Menggantung Jawaban

1.9K 139 4
                                    


"Maluuuuu...!" Aku akhiri ceritaku yang menggelantung tadi malam.

"Hahahahaa...!" tawa Salma kembali menggelegaaarr.

"Puaass, kamu, puas ketawaaa...?" Kuletakkan pisau yang sedari tadi kugenggam.

Aku kelitiki perut teman baikku itu. Dia kabur, aku pun terus mengejarnya. Kami masih berada di area hutan. Pagi ini aku dan Salma membantu panitia sie konsumsi masak sarapan pagi. Kami masak di sebuah tenda seadanya dengan terpal dan tali yang diikatkan di beberapa batang pohon pinus.
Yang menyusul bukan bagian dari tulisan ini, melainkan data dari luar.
//! Colony simulation engine.
//!
//! Cells live on a sparse, unbounded grid, feed on an externally supplied
//! energy field and replicate into free diagonal neighbours as directed by a
//! pluggable DNA function.

pub mod cell;
pub mod distribution;
pub mod dna;
pub mod grid;
pub mod organism;

pub use cell::{Cell, CellData, CellParams, CellState};
pub use dna::{ConstantDna, Dna, DnaInput};
pub use grid::Grid;
pub use organism::{Organism, OrganismStats};
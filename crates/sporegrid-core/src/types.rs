//! Core type definitions for the simulation.

use serde::{Deserialize, Serialize};
use std::fmt;
use uuid::Uuid;

/// Unique identifier for a cell
#[derive(Debug, Clone, Copy, PartialEq, Eq, Hash, Serialize, Deserialize)]
pub struct CellId(pub Uuid);

impl CellId {
    pub fn new() -> Self {
        Self(Uuid::new_v4())
    }
}

impl Default for CellId {
    fn default() -> Self {
        Self::new()
    }
}

impl fmt::Display for CellId {
    fn fmt(&self, f: &mut fmt::Formatter<'_>) -> fmt::Result {
        write!(f, "{}", self.0)
    }
}

/// 2D position on the unbounded grid
#[derive(Debug, Clone, Copy, PartialEq, Eq, PartialOrd, Ord, Hash, Serialize, Deserialize)]
pub struct Position {
    pub x: i32,
    pub y: i32,
}

impl Position {
    pub fn new(x: i32, y: i32) -> Self {
        Self { x, y }
    }

    /// Offset position, or `None` when it falls outside the `i32` range
    pub fn checked_add(&self, dx: i32, dy: i32) -> Option<Self> {
        Some(Self {
            x: self.x.checked_add(dx)?,
            y: self.y.checked_add(dy)?,
        })
    }

    /// Neighbouring position in the given diagonal direction; `None` past
    /// the edge of the coordinate range
    pub fn diagonal(&self, direction: Diagonal) -> Option<Self> {
        let (dx, dy) = direction.to_delta();
        self.checked_add(dx, dy)
    }

    /// All four diagonal neighbours, in `Diagonal::all()` order
    pub fn diagonals(&self) -> [Option<Position>; 4] {
        Diagonal::all().map(|d| self.diagonal(d))
    }
}

impl From<(i32, i32)> for Position {
    fn from((x, y): (i32, i32)) -> Self {
        Self::new(x, y)
    }
}

impl fmt::Display for Position {
    fn fmt(&self, f: &mut fmt::Formatter<'_>) -> fmt::Result {
        write!(f, "({}, {})", self.x, self.y)
    }
}

/// Diagonal replication direction.
///
/// The discriminant doubles as the index into every per-direction array
/// (replicability flags, replication energy, DNA output).
#[derive(Debug, Clone, Copy, PartialEq, Eq, Hash, Serialize, Deserialize)]
pub enum Diagonal {
    NorthEast = 0,
    SouthEast = 1,
    NorthWest = 2,
    SouthWest = 3,
}

impl Diagonal {
    pub fn to_delta(&self) -> (i32, i32) {
        match self {
            Diagonal::NorthEast => (1, 1),
            Diagonal::SouthEast => (1, -1),
            Diagonal::NorthWest => (-1, 1),
            Diagonal::SouthWest => (-1, -1),
        }
    }

    pub fn index(&self) -> usize {
        *self as usize
    }

    pub fn all() -> [Diagonal; 4] {
        [
            Diagonal::NorthEast,
            Diagonal::SouthEast,
            Diagonal::NorthWest,
            Diagonal::SouthWest,
        ]
    }
}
"Wooooiiii... Balikiiiiinn... Dasar Monyeeeettt...!" seorang akhwat berteriak sangat keras.

Sontak kami berdua menghentikan langkah, melihat ke arah dapur umum. Itu Ristia, adik kelas kami. Dia meneriaki seekor monyet yang membawa kabur sekantong jagung manis mentah. Aku menepuk jidat. Itu sisa jagung yang seharusnya aku dan Salma pipil tadi.

Kami menghampiri Ristia yang sedang berkacak pinggang di bawah pohon berbatang lurus, tinggi, dengan daun lebar-lebar. Entah apa.
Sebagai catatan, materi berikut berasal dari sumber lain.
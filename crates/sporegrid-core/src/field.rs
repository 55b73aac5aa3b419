//! Sparse scalar energy field.

use crate::types::Position;
use serde::{Deserialize, Serialize};
use std::collections::BTreeMap;

/// Sparse x -> (y -> energy) mapping.
///
/// Absent keys read as zero energy. Key presence is meaningful on its own:
/// flow contributions only land on keys that already exist, and the default
/// occupancy check treats a present key as a taken slot.
#[derive(Debug, Clone, Default, PartialEq, Serialize, Deserialize)]
pub struct EnergyField {
    rows: BTreeMap<i32, BTreeMap<i32, f64>>,
}

impl EnergyField {
    pub fn new() -> Self {
        Self::default()
    }

    pub fn from_rows(rows: BTreeMap<i32, BTreeMap<i32, f64>>) -> Self {
        Self { rows }
    }

    /// Energy at `pos`, zero when absent
    pub fn get(&self, pos: Position) -> f64 {
        self.rows
            .get(&pos.x)
            .and_then(|row| row.get(&pos.y))
            .copied()
            .unwrap_or(0.0)
    }

    pub fn contains(&self, pos: Position) -> bool {
        self.rows
            .get(&pos.x)
            .is_some_and(|row| row.contains_key(&pos.y))
    }

    pub fn set(&mut self, pos: Position, energy: f64) {
        self.rows.entry(pos.x).or_default().insert(pos.y, energy);
    }

    /// Add into an existing entry; returns false and leaves the field
    /// untouched when `pos` has no key
    pub fn add_existing(&mut self, pos: Position, amount: f64) -> bool {
        match self.rows.get_mut(&pos.x).and_then(|row| row.get_mut(&pos.y)) {
            Some(value) => {
                *value += amount;
                true
            }
            None => false,
        }
    }

    pub fn row(&self, x: i32) -> Option<&BTreeMap<i32, f64>> {
        self.rows.get(&x)
    }

    pub fn rows(&self) -> &BTreeMap<i32, BTreeMap<i32, f64>> {
        &self.rows
    }

    pub fn row_keys(&self) -> Vec<i32> {
        self.rows.keys().copied().collect()
    }

    /// Number of entries across all rows
    pub fn len(&self) -> usize {
        self.rows.values().map(BTreeMap::len).sum()
    }

    pub fn is_empty(&self) -> bool {
        self.rows.values().all(BTreeMap::is_empty)
    }

    pub fn sum(&self) -> f64 {
        self.rows.values().flat_map(|row| row.values()).sum()
    }

    pub fn iter(&self) -> impl Iterator<Item = (Position, f64)> + '_ {
        self.rows.iter().flat_map(|(&x, row)| {
            row.iter().map(move |(&y, &energy)| (Position::new(x, y), energy))
        })
    }
}

impl FromIterator<(Position, f64)> for EnergyField {
    fn from_iter<I: IntoIterator<Item = (Position, f64)>>(iter: I) -> Self {
        let mut field = Self::new();
        for (pos, energy) in iter {
            field.set(pos, energy);
        }
        field
    }
}
use proptest::prelude::*;
use rand::{Rng, SeedableRng};
use rand_chacha::ChaCha8Rng;
use sporegrid_core::{EnergyField, OccupancySource, OrganismConfig, Position};
use sporegrid_world::distribution::{distribute_row, DistributionContext, TRANSIT_DAMPING};
use sporegrid_world::{ConstantDna, DnaInput, Grid, Organism};

fn init_tracing() {
    let _ = tracing_subscriber::fmt()
        .with_env_filter(
            tracing_subscriber::EnvFilter::try_from_default_env()
                .unwrap_or_else(|_| "warn,sporegrid_world=info".into()),
        )
        .with_test_writer()
        .try_init();
}

fn field(entries: &[((i32, i32), f64)]) -> EnergyField {
    entries
        .iter()
        .map(|&(pos, energy)| (Position::from(pos), energy))
        .collect()
}

fn random_field(rng: &mut ChaCha8Rng, radius: i32) -> EnergyField {
    let mut f = EnergyField::new();
    for x in -radius..=radius {
        for y in -radius..=radius {
            if rng.gen_bool(0.6) {
                f.set(Position::new(x, y), rng.gen_range(0.0..2.0));
            }
        }
    }
    f
}

/// DNA that forwards half its flow north-east only when the cell itself is
/// energetic.
fn seed_dna(input: &DnaInput) -> [f64; 4] {
    if input.own_energy() > 0.9 {
        [0.5, 0.0, 0.0, 0.0]
    } else {
        [0.0; 4]
    }
}

#[test]
fn test_two_tick_scenario() {
    init_tracing();
    let mut org = Organism::with_dna(
        Position::new(0, 0),
        seed_dna,
        OrganismConfig::new(10, 0.05, 0.5),
    )
    .unwrap();

    let tick0 = field(&[((0, 0), 1.0)]);
    org.tick(0, &tick0);
    assert_eq!(org.previous_field(), &tick0);
    // preset NE flag with zero replication energy spawns immediately
    assert_eq!(org.members(), 2);
    assert!(org.cell_at(Position::new(1, 1)).is_some());

    org.tick(1, &field(&[((0, 0), 1.0), ((1, 1), 0.0)]));

    let seed = org.cell_at(Position::new(0, 0)).unwrap();
    assert_eq!(seed.replication_energy, [0.45, 0.0, 0.0, 0.0]);
    // (1,1) is a key of the new field, so north-east is no longer free
    assert_eq!(seed.able_to_replicate, [false, true, true, true]);
    assert!((seed.energy - 0.95).abs() < 1e-12);
    assert!(!seed.is_dead());

    let north_east = org.cell_at(Position::new(1, 1)).unwrap();
    assert!((north_east.energy - 0.4).abs() < 1e-12);
    assert!((org.sum_energies() - 1.45).abs() < 1e-12);

    for pos in [(1, -1), (-1, 1), (-1, -1)] {
        assert!(org.cell_at(Position::from(pos)).is_some());
    }
    assert_eq!(org.members(), 5);
}

#[test]
fn test_forwarding_seed_spawns_north_east_only() {
    init_tracing();
    let mut org = Organism::with_dna(
        Position::new(0, 0),
        ConstantDna([0.5, 0.0, 0.0, 0.0]),
        OrganismConfig::new(10, 0.05, 0.5),
    )
    .unwrap();

    org.tick(0, &field(&[((0, 0), 0.5)]));
    assert_eq!(org.members(), 1);

    // only north-east is absent from the field
    let food = field(&[
        ((0, 0), 1.0),
        ((1, -1), 0.0),
        ((-1, 1), 0.0),
        ((-1, -1), 0.0),
    ]);
    org.tick(1, &food);

    let seed = org.cell_at(Position::new(0, 0)).unwrap();
    assert_eq!(seed.able_to_replicate, [true, false, false, false]);
    assert!((seed.energy - 0.95 * (1.0 - 0.45)).abs() < 1e-12);
    assert!(!seed.is_dead());
    assert!(org.cell_at(Position::new(1, 1)).is_some());
    assert_eq!(org.members(), 2);
}

#[test]
fn test_starving_seed_dies() {
    let mut org = Organism::with_dna(
        Position::new(3, 3),
        ConstantDna([0.0; 4]),
        OrganismConfig::new(10, 0.05, 0.5),
    )
    .unwrap();

    org.tick(0, &field(&[((3, 3), 0.04)]));
    assert_eq!(org.members(), 0);
    assert!(org.grid().is_empty());
}

#[test]
fn test_colony_grows_and_stays_consistent() {
    init_tracing();
    let mut rng = ChaCha8Rng::seed_from_u64(42);
    let mut org = Organism::with_dna(
        Position::new(0, 0),
        ConstantDna([0.5, 0.5, 0.0, 0.0]),
        OrganismConfig::new(50, 0.05, 0.5),
    )
    .unwrap();

    for tick in 0..20 {
        let mut food = random_field(&mut rng, 6);
        food.set(Position::new(0, 0), 1.5);
        org.tick(tick, &food);

        assert!(org.members() <= 50);
        assert_eq!(org.members(), org.grid().len());
        assert!(org.cells().all(|c| !c.is_dead()));
    }
}

proptest! {
    #![proptest_config(ProptestConfig::with_cases(64))]

    #[test]
    fn prop_members_never_exceed_limit(
        seed in any::<u64>(),
        cell_limit in 1usize..25,
        split in prop::array::uniform4(0.0f64..1.0),
    ) {
        let mut rng = ChaCha8Rng::seed_from_u64(seed);
        let mut org = Organism::with_dna(
            Position::new(0, 0),
            ConstantDna(split),
            OrganismConfig::new(cell_limit, 0.05, 0.5),
        )
        .unwrap();

        for tick in 0..12u64 {
            let mut food = random_field(&mut rng, 5);
            food.set(Position::new(0, 0), 1.9);
            org.tick(tick, &food);

            prop_assert!(org.members() <= cell_limit);
            prop_assert_eq!(org.members(), org.grid().len());
        }
    }

    #[test]
    fn prop_flow_bounded_by_damped_source(
        source in 0.0f64..10.0,
        split in prop::array::uniform4(0.0f64..=1.0),
    ) {
        let previous = field(&[((0, 0), source)]);
        let new_field = field(&[
            ((0, 0), 0.0),
            ((1, 1), 0.0),
            ((1, -1), 0.0),
            ((-1, 1), 0.0),
            ((-1, -1), 0.0),
        ]);
        let mut grid = Grid::new();
        grid.insert(sporegrid_world::Cell::new(Position::new(0, 0))).unwrap();
        let dna = ConstantDna(split);

        let ctx = DistributionContext {
            previous: &previous,
            new_field: &new_field,
            grid: &grid,
            dna: &dna,
            occupancy: OccupancySource::EnergyField,
        };
        let flow = distribute_row(0, &ctx);

        prop_assert_eq!(flow.contributions.len(), 4);
        for (_, amount) in &flow.contributions {
            prop_assert!(*amount <= TRANSIT_DAMPING * source + 1e-12);
        }
        prop_assert!(flow.total() <= 4.0 * TRANSIT_DAMPING * source + 1e-9);
    }

    #[test]
    fn prop_surrounded_cell_never_replicates(
        split in prop::array::uniform4(0.0f64..=1.0),
        food in 1.0f64..5.0,
    ) {
        let mut org = Organism::with_dna(
            Position::new(0, 0),
            ConstantDna(split),
            OrganismConfig::new(100, 0.05, 0.5),
        )
        .unwrap();
        org.tick(0, &field(&[((0, 0), 0.5)]));

        let surrounded = field(&[
            ((0, 0), food),
            ((1, 1), 0.0),
            ((1, -1), 0.0),
            ((-1, 1), 0.0),
            ((-1, -1), 0.0),
        ]);
        org.tick(1, &surrounded);

        prop_assert_eq!(org.members(), 1);
        let seed = org.cell_at(Position::new(0, 0)).unwrap();
        prop_assert_eq!(seed.able_to_replicate, [false; 4]);
    }
}
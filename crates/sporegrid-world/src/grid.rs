//! Sparse, unbounded occupancy grid.

use crate::cell::Cell;
use sporegrid_core::{Error, Position, Result};
use std::collections::BTreeMap;

/// Sparse x -> (y -> Cell) index. No wraparound, no bounds; at most one cell
/// per coordinate.
#[derive(Debug, Clone, Default)]
pub struct Grid {
    rows: BTreeMap<i32, BTreeMap<i32, Cell>>,
}

impl Grid {
    pub fn new() -> Self {
        Self::default()
    }

    pub fn get(&self, pos: Position) -> Option<&Cell> {
        self.rows.get(&pos.x).and_then(|row| row.get(&pos.y))
    }

    pub fn get_mut(&mut self, pos: Position) -> Option<&mut Cell> {
        self.rows.get_mut(&pos.x).and_then(|row| row.get_mut(&pos.y))
    }

    pub fn contains(&self, pos: Position) -> bool {
        self.get(pos).is_some()
    }

    /// Energy of the cell at `pos`, zero when the slot is empty
    pub fn energy_at(&self, pos: Position) -> f64 {
        self.get(pos).map_or(0.0, |cell| cell.energy)
    }

    /// Insert a cell at its own position, refusing occupied slots
    pub fn insert(&mut self, cell: Cell) -> Result<()> {
        let pos = cell.position();
        let row = self.rows.entry(pos.x).or_default();
        if row.contains_key(&pos.y) {
            return Err(Error::Occupied(pos));
        }
        row.insert(pos.y, cell);
        Ok(())
    }

    /// Remove the cell at `pos`, pruning its row once empty
    pub fn remove(&mut self, pos: Position) -> Option<Cell> {
        let row = self.rows.get_mut(&pos.x)?;
        let cell = row.remove(&pos.y);
        if row.is_empty() {
            self.rows.remove(&pos.x);
        }
        cell
    }

    /// Stable snapshot of every occupied position
    pub fn positions(&self) -> Vec<Position> {
        self.iter().map(|cell| cell.position()).collect()
    }

    pub fn len(&self) -> usize {
        self.rows.values().map(BTreeMap::len).sum()
    }

    pub fn is_empty(&self) -> bool {
        self.rows.is_empty()
    }

    pub fn iter(&self) -> impl Iterator<Item = &Cell> + '_ {
        self.rows.values().flat_map(|row| row.values())
    }

    pub fn iter_mut(&mut self) -> impl Iterator<Item = &mut Cell> + '_ {
        self.rows.values_mut().flat_map(|row| row.values_mut())
    }
}
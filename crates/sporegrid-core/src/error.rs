//! Error types for the simulation.

use crate::types::Position;
use thiserror::Error;

pub type Result<T> = std::result::Result<T, Error>;

#[derive(Error, Debug, Clone, PartialEq)]
pub enum Error {
    #[error("Invalid configuration: {0}")]
    InvalidConfig(String),

    #[error("Position already occupied: {0}")]
    Occupied(Position),

    #[error("Serialization error: {0}")]
    Serialization(String),
}

impl From<serde_json::Error> for Error {
    fn from(err: serde_json::Error) -> Self {
        Error::Serialization(err.to_string())
    }
}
"Ke mana monyetnya?" tanyaku.

"Itu, Kak, di atas!"

Ah, yang benar saja. Monyet itu asik memakan jagung kami di sana.

"Jangan bilang kamu mau manjat?" Salma memegang pundakku. Matanya membulat.

"Enggaklah,"

Aku guncang-guncang kuat pohon itu, berharap si Monyet terganggu dan turun. Atau kantongnya terlepas.

"Turun, gak, lo, Monyet! Balikin jagungnya!" Ristia kembali berteriak.
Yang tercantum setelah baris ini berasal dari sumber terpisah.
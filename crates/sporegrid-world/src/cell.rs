//! Cell state and per-tick life cycle.

use serde::{Deserialize, Serialize};
use sporegrid_core::{CellId, Diagonal, Position};
use tracing::trace;

/// Energy above which a cell forwards energy and may replicate
pub const REPLICATION_THRESHOLD: f64 = 0.9;
/// Energy below which a cell dies
pub const DEATH_THRESHOLD: f64 = 0.1;
/// Forwarded fractions in (0, this] suppress replication in that direction
pub const REPLICATION_TRICKLE: f64 = 0.4;

/// Life-cycle state; `Dead` is terminal
#[derive(Debug, Clone, Copy, PartialEq, Eq, Serialize, Deserialize)]
pub enum CellState {
    Alive,
    Dead,
}

/// Per-tick parameters handed down by the organism
#[derive(Debug, Clone, Copy, PartialEq)]
pub struct CellParams {
    pub energy_decay: f64,
    /// Effective replication cost of the owning organism; not used by the
    /// decay or replication arithmetic
    pub replication_cost: f64,
}

/// A single grid occupant
#[derive(Debug, Clone)]
pub struct Cell {
    pub id: CellId,
    pub(crate) position: Position,
    pub energy: f64,
    pub state: CellState,
    /// Per-direction replicability, indexed by `Diagonal::index`
    pub able_to_replicate: [bool; 4],
    /// Last damped DNA output for this cell
    pub replication_energy: [f64; 4],
}

impl Cell {
    pub fn new(position: Position) -> Self {
        Self {
            id: CellId::new(),
            position,
            energy: 0.0,
            state: CellState::Alive,
            able_to_replicate: [false; 4],
            replication_energy: [0.0; 4],
        }
    }

    pub fn position(&self) -> Position {
        self.position
    }

    pub fn is_dead(&self) -> bool {
        self.state == CellState::Dead
    }

    pub fn die(&mut self) {
        self.state = CellState::Dead;
    }

    /// Advance one tick against the field value at this cell's position.
    ///
    /// The cell's energy is replaced (not accumulated) by `food_energy`. Death
    /// is checked after replication, so a cell may leave offspring in the tick
    /// it dies; the caller decides whether those are kept.
    pub fn tick(&mut self, food_energy: f64, params: &CellParams) -> Vec<Cell> {
        self.energy = food_energy - params.energy_decay;

        let mut offspring = Vec::new();
        if self.energy > REPLICATION_THRESHOLD {
            let rep_e = self.gated_replication_energy();
            let transferred = self.energy * rep_e.iter().sum::<f64>();
            self.energy -= transferred;
            offspring = self.replicate(&rep_e, self.energy);
        }

        if self.energy < DEATH_THRESHOLD {
            self.die();
            self.energy = 0.0;
        }

        offspring
    }

    /// Replication energy with occupied directions zeroed out
    pub fn gated_replication_energy(&self) -> [f64; 4] {
        let mut rep_e = [0.0; 4];
        for d in Diagonal::all() {
            let i = d.index();
            if self.able_to_replicate[i] {
                rep_e[i] = self.replication_energy[i];
            }
        }
        rep_e
    }

    /// Spawn one newborn per free direction whose forwarded fraction is
    /// either zero or above `REPLICATION_TRICKLE`.
    pub fn replicate(&self, rep_e: &[f64; 4], host_energy: f64) -> Vec<Cell> {
        Diagonal::all()
            .into_iter()
            .filter(|d| {
                let i = d.index();
                self.able_to_replicate[i] && (rep_e[i] == 0.0 || rep_e[i] > REPLICATION_TRICKLE)
            })
            .filter_map(|d| self.position.diagonal(d).map(|pos| (d, pos)))
            .map(|(d, pos)| {
                let child = Cell::new(pos);
                trace!(
                    parent_id = %self.id,
                    child_id = %child.id,
                    direction = ?d,
                    forwarded = rep_e[d.index()],
                    host_energy,
                    "Cell replicated"
                );
                child
            })
            .collect()
    }
}

/// Serializable view of a cell
#[derive(Debug, Clone, PartialEq, Serialize, Deserialize)]
pub struct CellData {
    pub id: CellId,
    pub position: Position,
    pub energy: f64,
    pub state: CellState,
    pub able_to_replicate: [bool; 4],
    pub replication_energy: [f64; 4],
}

impl From<&Cell> for CellData {
    fn from(cell: &Cell) -> Self {
        Self {
            id: cell.id,
            position: cell.position,
            energy: cell.energy,
            state: cell.state,
            able_to_replicate: cell.able_to_replicate,
            replication_energy: cell.replication_energy,
        }
    }
}
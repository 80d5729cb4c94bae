//! The pluggable language-model capability.
//!
//! The pipeline never talks to a provider SDK directly: given a prompt
//! plus context, a [`LanguageModel`] returns text. Implementations are
//! stateless and safely shared across concurrent sessions.

use async_trait::async_trait;
use std::time::Duration;
use thiserror::Error;

use partforge_core::attachment::Attachment;

/// A single completion request: system specification, user prompt, and
/// optional visual references.
#[derive(Debug, Clone, Default)]
pub struct CompletionRequest {
    pub system: String,
    pub prompt: String,
    pub images: Vec<Attachment>,
    /// Model identifier; providers fall back to their default when empty.
    pub model: String,
    pub max_tokens: u32,
}

impl CompletionRequest {
    pub fn new(system: impl Into<String>, prompt: impl Into<String>) -> Self {
        Self {
            system: system.into(),
            prompt: prompt.into(),
            images: Vec::new(),
            model: String::new(),
            max_tokens: 4096,
        }
    }

    pub fn with_model(mut self, model: impl Into<String>) -> Self {
        self.model = model.into();
        self
    }

    pub fn with_images(mut self, images: Vec<Attachment>) -> Self {
        self.images = images;
        self
    }

    pub fn with_max_tokens(mut self, max_tokens: u32) -> Self {
        self.max_tokens = max_tokens;
        self
    }
}

/// Errors from the language-model capability.
#[derive(Error, Debug, Clone)]
pub enum CapabilityError {
    /// The request could not be built or executed.
    #[error("Capability execution failed: {0}")]
    ExecutionFailed(String),

    /// The provider returned an HTTP-level failure.
    #[error("Provider error ({status_code:?}): {message}")]
    Process {
        status_code: Option<u16>,
        message: String,
        is_retryable: bool,
        retry_after: Option<Duration>,
    },

    /// The provider responded but the payload was unparseable.
    #[error("Unparseable provider response: {0}")]
    Parse(String),
}

impl CapabilityError {
    pub fn is_retryable(&self) -> bool {
        matches!(self, Self::Process { is_retryable: true, .. })
    }
}

/// The natural-language model capability: given a prompt + context,
/// return text. Same input may yield different output across calls;
/// callers assert on validated properties, never on literal text.
#[async_trait]
pub trait LanguageModel: Send + Sync {
    /// A short description of what this capability is good at.
    fn expertise(&self) -> &str;

    async fn complete(&self, request: CompletionRequest) -> Result<String, CapabilityError>;
}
"Galak juga kamu," kata Salma. Dia kembali tertawa terbahak-bahak.

Aku pun ikut tertawa. Kami bertiga mengguncang pohon itu kuat-kuat. Siapa pun yang melihat tingkah kami pasti juga ikut terhibur. Tiga orang akhwat mengguncang pohon demi sekantong jagung yang dicuri monyet. Hahahaha...

Monyet itu lompat ke pohon lain. Kami pun terus mengejar dari bawah. Salma mengambil sebutir kerikil dan coba menimpuknya.

"Eh, jangan, kasihan," sergahku.

Kami kembali mengguncang-guncang pohon. Monyet itu melompat lagi.

Pluk!

"Horeee...!"

Jagung-jagung itu berjatuhan. Si Monyet kabur dengan membawa serta sebonggol jagung. Tak apalah.

Di kejauhan, terdengar riuh sorak-sorai tepuk tangan. Itu... Sekumpulan ikhwan yang ternyata sedari dari memperhatikan aksi kami. Astaghfirullah, malunya...

Salma menggerutu, "Ngapain mereka, dari tadi bukannya bantuin, malah ngetawain! Kita gak usah masakin mereka aja, Kak. Biar kelaparan!"

"Ide bagus. Hahaha..." Kami tertawa bersama.

Aku melihatnya juga, berdiri paling depan di kumpulan itu. Kedua tangannya bersembunyi dalam kantong celana. Tidak ikut bertepuk tangan. Ekpresi wajahnya seperti apa, aku tidak tahu. Mataku minus satu, tidak jelas melihat jauh.

Debar jantungku menguat. Teringat percakapan singkat kami semalam.

"Benar kamu menolak ta'aruf dengan saya?"

"Iya."

"Karena orang tuamu tidak setuju?"

"Iya."

"Tapi, tapi ... a- apa kamu tidak menyukai saya sama sekali?"

Saya? Kamu? Suka? Otakku beku mendengar kata-kata itu.

Keheningan yang tercipta setelahnya tidak berlangsung lama, karena terdengar teriakan Salma dan yang lainnya. Mereka datang semalam.

Pertanyaan itu masih belum terjawab, pasti dia akan menanyakannya kembali. Apa yang harus kujawab nanti?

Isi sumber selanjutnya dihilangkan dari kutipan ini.